This study used logistic regression as the final classifier, which has good interpretability and stability and is widely applied in medical image analysis. Li et al[24] compared five machine learning algorithms for predicting microsatellite instability in rectal cancer in 2023, showing logistic regression performed best. Although deep learning algorithms may perform better in some tasks, considering sample size and model interpretability, logistic regression remains a suitable choice[25]. The nomogram constructed in this study provides clinicians with an intuitive, easy-to-use LVI prediction tool. DCA showed that within threshold probability range of 0.15-0.65, the combined model provided significant positive net benefit compared to “treat all” or “treat none” strategies, indicating good clinical practicality[26]. Accurate preoperative prediction of LVI status is of significant importance for treatment decision-making in rectal cancer patients.
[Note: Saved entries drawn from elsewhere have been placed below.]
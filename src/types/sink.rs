//! Streamed output delivered to the caller during a sync

/// Which stream a chunk of engine output belongs to.
#[derive(Debug, Clone, Copy, PartialEq, Eq)]
pub enum StreamKind {
    Stdout,
    Stderr,
}

/// One stream-tagged piece of output.
///
/// The native engine emits its own per-file diagnostics here; the delegating
/// engine forwards the external tool's stdout/stderr. Chunks are delivered
/// incrementally while a sync runs and in full before `sync()` returns.
#[derive(Debug, Clone, PartialEq, Eq)]
pub struct OutputChunk {
    pub stream: StreamKind,
    pub text: String,
}

impl OutputChunk {
    pub fn stdout(text: impl Into<String>) -> Self {
        Self {
            stream: StreamKind::Stdout,
            text: text.into(),
        }
    }

    pub fn stderr(text: impl Into<String>) -> Self {
        Self {
            stream: StreamKind::Stderr,
            text: text.into(),
        }
    }
}

/// Callback receiving engine output as it is produced.
pub type OutputSink = dyn Fn(&OutputChunk) + Send + Sync;

/// Deliver a chunk when a sink is present.
pub fn emit(sink: Option<&OutputSink>, chunk: OutputChunk) {
    if let Some(sink) = sink {
        sink(&chunk);
    }
}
For patients predicted as LVI-positive, clinicians can consider more aggressive treatment strategies, such as extending neoadjuvant therapy duration, expanding surgical resection range, or strengthening postoperative monitoring[27]. Such individualized treatment strategies are expected to improve patients’ long-term prognosis.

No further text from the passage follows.